- [EXERCISE REQUIREMENTS]: Write each line again exactly as it is, from the opening line of the records below through the one containing "assert_eq!(scorer.winner(Period::After).as_deref(), Some(USA));", and add nothing.

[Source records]
= = =

#[cfg(test)]
mod tests {
    use super::*;

    fn reference_countries() -> Vec<CountryMetrics> {
        from_columns(
            &DEFAULT_COUNTRIES,
            &DEFAULT_LOGISTICS,
            &DEFAULT_RISK,
            &DEFAULT_COST_BEFORE,
            &DEFAULT_COST_AFTER,
        )
        .unwrap()
    }

    fn values(scores: &[CountryScore]) -> Vec<f64> {
        scores.iter().map(|s| s.score).collect()
    }

    #[test]
    fn reference_scores_match_weighted_sum() {
        let countries = reference_countries();
        let scorer = CompositeScorer::new(&countries, Weights::default()).unwrap();

        let before = values(&scorer.score(Period::Before));
        let after = values(&scorer.score(Period::After));

        let expected_before = [36.19558, 35.00786, 33.62458];
        let expected_after = [37.92458, 32.68386, 34.22658];
        for (got, want) in before.iter().zip(expected_before) {
            assert!((got - want).abs() < 1e-6, "before: {} vs {}", got, want);
        }
        for (got, want) in after.iter().zip(expected_after) {
            assert!((got - want).abs() < 1e-6, "after: {} vs {}", got, want);
        }
    }

    #[test]
    fn reference_rankings_differ_by_period() {
        let countries = reference_countries();
        let scorer = CompositeScorer::new(&countries, Weights::default()).unwrap();

        assert_eq!(rank(&scorer.score(Period::Before)), vec![MEXICO, USA, CHINA]);
        assert_eq!(rank(&scorer.score(Period::After)), vec![USA, MEXICO, CHINA]);
        assert_eq!(scorer.winner(Period::Before).as_deref(), Some(MEXICO));
        assert_eq!(scorer.winner(Period::After).as_deref(), Some(USA));
    }

    #[test]
    fn doubling_weights_doubles_scores() {
        let countries = reference_countries();
        let base = CompositeScorer::new(&countries, Weights::default()).unwrap();
        let doubled = CompositeScorer::new(&countries, Weights::default().scaled(2.0)).unwrap();

        for period in Period::ALL {
            for (a, b) in base.score(period).iter().zip(doubled.score(period).iter()) {
                assert!((2.0 * a.score - b.score).abs() < 1e-9);
            }
        }
    }

    #[test]
    fn score_is_linear_in_each_weight() {
        let countries = reference_countries();
        let only_risk = CompositeScorer::new(&countries, Weights::new(0.0, 1.0, 0.0)).unwrap();
        let scores = values(&only_risk.score(Period::After));
        assert_eq!(scores, DEFAULT_RISK.to_vec());

        let only_cost = CompositeScorer::new(&countries, Weights::new(3.0, 0.0, 0.0)).unwrap();
        let scores = values(&only_cost.score(Period::Before));
        for (got, cost) in scores.iter().zip(DEFAULT_COST_BEFORE) {
            assert!((got - 3.0 * cost).abs() < 1e-9);
        }
    }

    #[test]
    fn ties_keep_input_order() {
        let scores = vec![
            CountryScore { name: "B".to_string(), score: 1.0 },
            CountryScore { name: "A".to_string(), score: 0.5 },
            CountryScore { name: "C".to_string(), score: 1.0 },
            CountryScore { name: "D".to_string(), score: 0.5 },
        ];
        assert_eq!(rank(&scores), vec!["A", "D", "B", "C"]);
    }

    #[test]
    fn signed_zero_scores_are_a_tie() {
        let scores = vec![
            CountryScore { name: "B".to_string(), score: 0.0 },
            CountryScore { name: "A".to_string(), score: -0.0 },
        ];
        assert_eq!(rank(&scores), vec!["B", "A"]);

        // zero weights on negative metrics produce exactly this pair
        let countries = vec![
            CountryMetrics::new("B", 2.0, 1.0, 1.0, 1.0),
            CountryMetrics::new("A", -3.0, -1.0, -1.0, -1.0),
        ];
        let scorer = CompositeScorer::new(&countries, Weights::new(0.0, 0.0, 0.0)).unwrap();
        assert_eq!(scorer.winner(Period::Before).as_deref(), Some("B"));
    }

    #[test]
    fn scorer_and_weights_agree() {
        let countries = reference_countries();
        let weights = Weights::new(0.45, 0.25, 0.3);
        let scorer = CompositeScorer::new(&countries, weights).unwrap();
        for period in Period::ALL {
            for (country, scored) in countries.iter().zip(scorer.score(period)) {
                assert_eq!(weights.composite(country, period), scored.score);
            }
        }
    }

    #[test]
    fn mismatched_columns_are_rejected() {
        let err = from_columns(&["China", "USA"], &[1.0, 2.0], &[1.0], &[1.0, 2.0], &[1.0, 2.0])
            .unwrap_err();
        assert!(matches!(
            err,
            ModelError::LengthMismatch { field: "risk", expected: 2, found: 1 }
        ));
    }

    #[test]
    fn non_finite_metrics_are_rejected() {
        let countries = vec![CountryMetrics::new("China", f64::NAN, 1.0, 1.0, 1.0)];
        let err = CompositeScorer::new(&countries, Weights::default()).unwrap_err();
        assert!(matches!(err, ModelError::NonFiniteValue { .. }));
    }

    #[test]
    fn negative_weights_are_rejected() {
        let countries = reference_countries();
        let err = CompositeScorer::new(&countries, Weights::new(0.5, -0.1, 0.6)).unwrap_err();
        assert!(matches!(err, ModelError::InvalidWeight { name: "risk", .. }));
    }

    #[test]
    fn empty_and_duplicate_countries_are_rejected() {
        assert!(matches!(
            CompositeScorer::new(&[], Weights::default()).unwrap_err(),
            ModelError::EmptyInput(_)
        ));

        let countries = vec![
            CountryMetrics::new("USA", 1.0, 1.0, 1.0, 1.0),
            CountryMetrics::new("USA", 2.0, 2.0, 2.0, 2.0),
        ];
        assert!(matches!(
            CompositeScorer::new(&countries, Weights::default()).unwrap_err(),
            ModelError::DuplicateCountry(_)
        ));
    }

    #[test]
    fn argmin_prefers_first_on_tie() {
        assert_eq!(argmin(&[3.0, 1.0, 1.0]), Some(1));
        assert_eq!(argmin(&[]), None);
    }

    #[test]
    fn table_rows_follow_input_order() {
        let countries = reference_countries();
        let scorer = CompositeScorer::new(&countries, Weights::default()).unwrap();
        let table = ScoreTable::build(&scorer, DEFAULT_THRESHOLD_MONTHS);

        let names: Vec<&str> = table.rows.iter().map(|r| r.name.as_str()).collect();
        assert_eq!(names, DEFAULT_COUNTRIES.to_vec());
        assert_eq!(table.ranking(Period::Before), vec![MEXICO, USA, CHINA]);
        assert!((table.max_score() - 37.92458).abs() < 1e-6);
    }

    #[test]
    fn period_labels_use_threshold() {
        assert_eq!(Period::Before.label(6), "Before 6 months");
        assert_eq!(Period::After.label(6), "After 6 months");
    }
}
use anyhow::{Context, Result};
use clap::Parser;
use tracing::info;

use sourcing_model::analysis::reporting;
use sourcing_model::cli::cli::{Args, Command};
use sourcing_model::config::constants::*;
use sourcing_model::core::cost_model::{project_costs, YieldCurve};
use sourcing_model::core::risk::composite_risk;
use sourcing_model::core::scoring::{CompositeScorer, Period, ScoreTable};
use sourcing_model::core::weight_search::{search_weights, TargetOutcome, WeightSearchConfig};
use sourcing_model::utils::csv_export::CsvExporter;
use sourcing_model::utils::logging;
use sourcing_model::utils::plotting;
use sourcing_model::ModelConfig;

fn main() -> Result<()> {
    let args = Args::parse();

    logging::init_logging(args.enable_timing(), args.debug_logging())
        .context("failed to initialise logging")?;

    let config = match args.config() {
        Some(path) => ModelConfig::load(path)
            .with_context(|| format!("failed to load model configuration from {}", path))?,
        None => ModelConfig::default(),
    };

    match args.command() {
        Command::Score => run_scoring(&args, &config)?,
        Command::Weights { full_step, before_winner, after_winner } => {
            run_weight_search(&config, full_step, before_winner, after_winner)?
        }
        Command::Risk { temperature_factor } => run_risk(&config, temperature_factor)?,
        Command::CostRamp => run_cost_ramp(&args, &config)?,
    }

    logging::print_timing_report();
    Ok(())
}

fn run_scoring(args: &Args, config: &ModelConfig) -> Result<()> {
    let scorer = CompositeScorer::new(&config.countries, config.weights)
        .context("invalid scoring inputs")?;
    let table = ScoreTable::build(&scorer, config.threshold_months);

    reporting::print_score_table(&table);
    reporting::print_rankings(&table);

    let exporter = CsvExporter::new(args.output_dir(), args.timestamped())
        .with_context(|| format!("failed to create output directory {}", args.output_dir()))?;
    let csv_path = exporter.export_scores(&table).context("failed to export scores")?;
    println!("\n[SAVED] Scores saved as: {}", csv_path.display());

    if !args.no_plots() {
        let (full, zoomed) = plotting::render(&table, exporter.output_dir())
            .context("failed to render score charts")?;
        println!("[SAVED] Graph saved as: {}", full.display());
        println!("[SAVED] Zoomed graph saved as: {}", zoomed.display());
    }

    Ok(())
}

fn run_weight_search(
    config: &ModelConfig,
    full_step: Option<f64>,
    before_winner: Option<String>,
    after_winner: Option<String>,
) -> Result<()> {
    let target = TargetOutcome {
        before_winner: before_winner.unwrap_or_else(|| config.weight_search.target.before_winner.clone()),
        after_winner: after_winner.unwrap_or_else(|| config.weight_search.target.after_winner.clone()),
    };
    let search = match full_step {
        Some(step) => WeightSearchConfig::full_simplex(step, target),
        None => WeightSearchConfig { target, ..config.weight_search.clone() },
    };

    println!(
        "Finding weights where {} wins {} and {} wins {}",
        search.target.before_winner,
        Period::Before.label(config.threshold_months),
        search.target.after_winner,
        Period::After.label(config.threshold_months)
    );

    let result = search_weights(&config.countries, &search).context("weight search failed")?;
    reporting::print_weight_hits(&result);
    Ok(())
}

fn run_risk(config: &ModelConfig, temperature_factor: Option<f64>) -> Result<()> {
    let assessment = composite_risk(&config.risk, temperature_factor).context("invalid risk inputs")?;
    reporting::print_risk_assessment(&assessment);
    Ok(())
}

fn run_cost_ramp(args: &Args, config: &ModelConfig) -> Result<()> {
    let exporter = CsvExporter::new(args.output_dir(), args.timestamped())
        .with_context(|| format!("failed to create output directory {}", args.output_dir()))?;

    let outputs = [
        (&config.ramp_scenario, RAMP_CSV_FILE, RAMP_PNG_FILE),
        (&config.step_scenario, STEP_CSV_FILE, STEP_PNG_FILE),
    ];

    for (scenario, csv_name, png_name) in outputs {
        let projection = project_costs(&config.cost_breakdown, scenario)
            .with_context(|| format!("failed to project costs for '{}'", scenario.title))?;
        reporting::print_projection_summary(&projection);

        let csv_path = exporter.export_cost_projection(&projection, csv_name)?;
        println!("[SAVED] {}", csv_path.display());

        if !args.no_plots() {
            // Step curves are drawn as steps with a marker at their threshold
            let marker = scenario.curves.iter().find_map(|c| match c.curve {
                YieldCurve::Step { threshold, .. } => Some(threshold),
                _ => None,
            });
            let png_path = exporter.output_dir().join(png_name);
            plotting::render_cost_projection(&projection, &png_path, marker.is_some(), marker)
                .context("failed to render cost chart")?;
            println!("[SAVED] {}", png_path.display());
        }
    }

    reporting::print_baseline_totals(&config.cost_breakdown);
    info!("Cost ramp outputs written to {}", exporter.output_dir().display());
    Ok(())
}
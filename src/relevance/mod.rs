// Relevance module
// Keyword cache, window aggregation and the block decision behind one engine

pub mod aggregator;
pub mod cache;
pub mod decision;


use std::sync::Arc;

use chrono::{DateTime, Utc};
use itertools::Itertools;
use serde::Serialize;
use tracing::{debug, info, warn};

use crate::config::{BackendKind, Config};
use crate::embeddings::windowing::WindowingConfig;
use crate::embeddings::{
    EmbeddingBackend, EmbeddingError, EmbeddingProvider, HashingBackend, OllamaBackend,
    ProgressSink, ProviderStatus, create_sliding_windows, logging_progress,
};

pub use aggregator::{AggregatedScores, aggregate, pool_scores};
pub use cache::KeywordEmbeddingCache;
pub use decision::{ALLOW_THRESHOLD, BLOCK_THRESHOLD, SimilarityResult, should_block};

/// Snapshot of the engine for status reporting
#[derive(Debug, Clone, PartialEq, Eq, Serialize)]
#[serde(rename_all = "camelCase")]
pub struct EngineStatus {
    #[serde(flatten)]
    pub state: ProviderStatus,
    pub model_id: String,
    pub cached_keywords: usize,
    pub ready_since: Option<DateTime<Utc>>,
}

/// Owns the embedding provider and keyword cache for one host process.
///
/// Similarity requests never fail: any error is logged and answered with
/// [`SimilarityResult::neutral`].
pub struct RelevanceEngine {
    provider: Arc<EmbeddingProvider>,
    cache: KeywordEmbeddingCache,
    windowing: WindowingConfig,
}

impl RelevanceEngine {
    /// Rejects window configurations that cannot advance
    #[inline]
    pub fn new(
        backend: Arc<dyn EmbeddingBackend>,
        windowing: WindowingConfig,
    ) -> Result<Self, EmbeddingError> {
        windowing.stride()?;

        Ok(Self {
            provider: Arc::new(EmbeddingProvider::new(backend)),
            cache: KeywordEmbeddingCache::new(),
            windowing,
        })
    }

    /// Build the engine with the backend selected in `config`
    #[inline]
    pub fn from_config(config: &Config) -> crate::Result<Self> {
        let backend: Arc<dyn EmbeddingBackend> = match config.backend.kind {
            BackendKind::Ollama => Arc::new(OllamaBackend::new(&config.ollama)?),
            BackendKind::Hashing => Arc::new(HashingBackend::new(config.hashing.dimension)),
        };

        info!(
            "Using {} embedding backend ({})",
            match config.backend.kind {
                BackendKind::Ollama => "ollama",
                BackendKind::Hashing => "hashing",
            },
            backend.model_id()
        );

        Ok(Self::new(backend, config.windowing)?)
    }

    #[inline]
    pub fn provider(&self) -> &Arc<EmbeddingProvider> {
        &self.provider
    }

    #[inline]
    pub fn windowing(&self) -> WindowingConfig {
        self.windowing
    }

    #[inline]
    pub async fn initialize(&self, progress: ProgressSink) -> Result<(), EmbeddingError> {
        self.provider.initialize(progress).await
    }

    /// Embed and cache keywords ahead of classification.
    ///
    /// Keywords are canonicalized first. No-op until the provider is ready.
    #[inline]
    pub async fn precompute_keyword_embeddings<S: AsRef<str>>(&self, keywords: &[S]) {
        let keywords = normalize_keywords(keywords);
        self.cache.precompute(&self.provider, &keywords).await;
        debug!("{} keyword embeddings cached", self.cache.len());
    }

    /// Compare `text` against both keyword lists and decide whether to block.
    ///
    /// Loads the model and embeds missing keywords on demand. Falls back to
    /// the neutral result on any failure.
    #[inline]
    pub async fn compute_aggregated_similarity<B, A>(
        &self,
        text: &str,
        blocked_keywords: &[B],
        allowed_keywords: &[A],
    ) -> SimilarityResult
    where
        B: AsRef<str>,
        A: AsRef<str>,
    {
        match self
            .try_compute_similarity(text, blocked_keywords, allowed_keywords)
            .await
        {
            Ok(result) => result,
            Err(e) => {
                warn!("Similarity computation failed, not blocking: {}", e);
                SimilarityResult::neutral()
            }
        }
    }

    async fn try_compute_similarity<B, A>(
        &self,
        text: &str,
        blocked_keywords: &[B],
        allowed_keywords: &[A],
    ) -> Result<SimilarityResult, EmbeddingError>
    where
        B: AsRef<str>,
        A: AsRef<str>,
    {
        self.provider.initialize(logging_progress()).await?;

        let blocked_keywords = normalize_keywords(blocked_keywords);
        let allowed_keywords = normalize_keywords(allowed_keywords);

        let all_keywords = blocked_keywords
            .iter()
            .chain(&allowed_keywords)
            .collect_vec();
        self.cache.precompute(&self.provider, &all_keywords).await;

        let windows = create_sliding_windows(
            text,
            self.windowing.window_size,
            self.windowing.overlap,
        )?;
        if windows.is_empty() {
            debug!("No tokens to classify");
            return Ok(SimilarityResult::neutral());
        }

        let blocked_vectors = self.cache.lookup(&blocked_keywords);
        let allowed_vectors = self.cache.lookup(&allowed_keywords);

        let scores = aggregate(
            &self.provider,
            &windows,
            &blocked_vectors,
            &allowed_vectors,
        )
        .await?;

        let result = SimilarityResult::from_scores(scores.blocked, scores.allowed);
        info!(
            "Classified {} windows ({} processed): blocked {:.3}, allowed {:.3}, block = {}",
            scores.windows_total,
            scores.windows_processed,
            result.blocked_similarity,
            result.allowed_similarity,
            result.should_block
        );

        Ok(result)
    }

    #[inline]
    pub fn cached_keyword_count(&self) -> usize {
        self.cache.len()
    }

    #[inline]
    pub fn status(&self) -> EngineStatus {
        EngineStatus {
            state: self.provider.status(),
            model_id: self.provider.model_id().to_string(),
            cached_keywords: self.cache.len(),
            ready_since: self.provider.ready_since(),
        }
    }
}

/// Trim and lower-case keywords, dropping blanks and repeats while keeping order
#[inline]
pub fn normalize_keywords<S: AsRef<str>>(keywords: &[S]) -> Vec<String> {
    keywords
        .iter()
        .map(|keyword| keyword.as_ref().trim().to_lowercase())
        .filter(|keyword| !keyword.is_empty())
        .unique()
        .collect()
}
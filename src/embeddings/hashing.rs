//! Offline embedding backend based on feature hashing.
//!
//! Every token is hashed into one of `dimension` buckets with a sign taken
//! from the hash, so texts sharing vocabulary point in similar directions.
//! There is no semantic generalization: synonyms do not match. It exists
//! for machines without a model server and for deterministic tests.

use anyhow::{Result, bail};
use async_trait::async_trait;

use crate::embeddings::windowing::tokenize;
use crate::embeddings::{EmbeddingBackend, LoadProgress, ProgressSink};

pub const DEFAULT_HASHING_DIMENSION: usize = 384;

const FNV_OFFSET_BASIS: u64 = 0xcbf2_9ce4_8422_2325;
const FNV_PRIME: u64 = 0x0000_0100_0000_01b3;

#[derive(Debug, Clone)]
pub struct HashingBackend {
    dimension: usize,
    model_id: String,
}

impl HashingBackend {
    #[inline]
    pub fn new(dimension: usize) -> Self {
        Self {
            dimension,
            model_id: format!("hashing-{}", dimension),
        }
    }

    #[inline]
    pub fn dimension(&self) -> usize {
        self.dimension
    }

    fn fnv1a(token: &str) -> u64 {
        token.bytes().fold(FNV_OFFSET_BASIS, |hash, byte| {
            (hash ^ u64::from(byte)).wrapping_mul(FNV_PRIME)
        })
    }

    fn vectorize(&self, text: &str) -> Vec<f32> {
        let mut vector = vec![0.0_f32; self.dimension];
        let tokens = tokenize(text);

        for token in &tokens {
            let trimmed = token.trim_matches(|c: char| !c.is_alphanumeric());
            if trimmed.is_empty() {
                continue;
            }
            let hash = Self::fnv1a(trimmed);
            let bucket = (hash % self.dimension as u64) as usize;
            let sign = if hash >> 63 == 0 { 1.0 } else { -1.0 };
            vector[bucket] += sign;
        }

        if !tokens.is_empty() {
            let count = tokens.len() as f32;
            for value in &mut vector {
                *value /= count;
            }
        }

        vector
    }
}

impl Default for HashingBackend {
    #[inline]
    fn default() -> Self {
        Self::new(DEFAULT_HASHING_DIMENSION)
    }
}

#[async_trait]
impl EmbeddingBackend for HashingBackend {
    #[inline]
    fn model_id(&self) -> &str {
        &self.model_id
    }

    #[inline]
    async fn load(&self, progress: ProgressSink) -> Result<()> {
        if self.dimension == 0 {
            bail!("Hashing backend dimension must be greater than 0");
        }
        progress(LoadProgress::Connecting {
            model: self.model_id.clone(),
        });
        Ok(())
    }

    #[inline]
    async fn embed(&self, text: &str) -> Result<Vec<f32>> {
        Ok(self.vectorize(text))
    }
}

= = =

- [PROBLEM SOLUTION]:
#[cfg(test)]
mod tests {
    use super::*;

    fn reference_countries() -> Vec<CountryMetrics> {
        from_columns(
            &DEFAULT_COUNTRIES,
            &DEFAULT_LOGISTICS,
            &DEFAULT_RISK,
            &DEFAULT_COST_BEFORE,
            &DEFAULT_COST_AFTER,
        )
        .unwrap()
    }

    fn values(scores: &[CountryScore]) -> Vec<f64> {
        scores.iter().map(|s| s.score).collect()
    }

    #[test]
    fn reference_scores_match_weighted_sum() {
        let countries = reference_countries();
        let scorer = CompositeScorer::new(&countries, Weights::default()).unwrap();

        let before = values(&scorer.score(Period::Before));
        let after = values(&scorer.score(Period::After));

        let expected_before = [36.19558, 35.00786, 33.62458];
        let expected_after = [37.92458, 32.68386, 34.22658];
        for (got, want) in before.iter().zip(expected_before) {
            assert!((got - want).abs() < 1e-6, "before: {} vs {}", got, want);
        }
        for (got, want) in after.iter().zip(expected_after) {
            assert!((got - want).abs() < 1e-6, "after: {} vs {}", got, want);
        }
    }

    #[test]
    fn reference_rankings_differ_by_period() {
        let countries = reference_countries();
        let scorer = CompositeScorer::new(&countries, Weights::default()).unwrap();

        assert_eq!(rank(&scorer.score(Period::Before)), vec![MEXICO, USA, CHINA]);
        assert_eq!(rank(&scorer.score(Period::After)), vec![USA, MEXICO, CHINA]);
        assert_eq!(scorer.winner(Period::Before).as_deref(), Some(MEXICO));
        assert_eq!(scorer.winner(Period::After).as_deref(), Some(USA));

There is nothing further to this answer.